**Directions for this task:** What follows is a block of records; reproduce all of it verbatim.

Data records:
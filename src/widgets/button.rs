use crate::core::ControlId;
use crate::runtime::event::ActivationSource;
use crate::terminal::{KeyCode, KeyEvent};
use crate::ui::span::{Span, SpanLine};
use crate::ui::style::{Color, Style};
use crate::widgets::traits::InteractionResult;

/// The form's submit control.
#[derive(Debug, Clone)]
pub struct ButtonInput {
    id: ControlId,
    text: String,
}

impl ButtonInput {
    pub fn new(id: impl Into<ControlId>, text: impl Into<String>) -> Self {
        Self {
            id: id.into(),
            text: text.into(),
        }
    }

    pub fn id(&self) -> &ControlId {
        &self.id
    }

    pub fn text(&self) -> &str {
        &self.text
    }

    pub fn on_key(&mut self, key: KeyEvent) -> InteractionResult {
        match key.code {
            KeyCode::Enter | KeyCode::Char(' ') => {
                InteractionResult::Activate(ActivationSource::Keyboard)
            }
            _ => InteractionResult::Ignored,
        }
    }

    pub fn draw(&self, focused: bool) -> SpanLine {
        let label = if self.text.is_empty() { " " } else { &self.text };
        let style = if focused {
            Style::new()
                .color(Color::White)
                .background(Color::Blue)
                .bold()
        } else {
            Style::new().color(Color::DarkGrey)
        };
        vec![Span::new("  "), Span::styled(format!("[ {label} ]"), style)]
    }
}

**Solution for this problem:**
filename src/widgets/button.rs
use crate::core::ControlId;
use crate::runtime::event::ActivationSource;
use crate::terminal::{KeyCode, KeyEvent};
use crate::ui::span::{Span, SpanLine};
use crate::ui::style::{Color, Style};
use crate::widgets::traits::InteractionResult;

/// The form's submit control.
#[derive(Debug, Clone)]
pub struct ButtonInput {
    id: ControlId,
    text: String,
}

impl ButtonInput {
    pub fn new(id: impl Into<ControlId>, text: impl Into<String>) -> Self {
        Self {
            id: id.into(),
            text: text.into(),
        }
    }

    pub fn id(&self) -> &ControlId {
        &self.id
    }

    pub fn text(&self) -> &str {
        &self.text
    }

    pub fn on_key(&mut self, key: KeyEvent) -> InteractionResult {
        match key.code {
            KeyCode::Enter | KeyCode::Char(' ') => {
                InteractionResult::Activate(ActivationSource::Keyboard)
            }
            _ => InteractionResult::Ignored,
        }
    }

    pub fn draw(&self, focused: bool) -> SpanLine {
        let label = if self.text.is_empty() { " " } else { &self.text };
        let style = if focused {
            Style::new()
                .color(Color::White)
                .background(Color::Blue)
                .bold()
        } else {
            Style::new().color(Color::DarkGrey)
        };
        vec![Span::new("  "), Span::styled(format!("[ {label} ]"), style)]
    }
}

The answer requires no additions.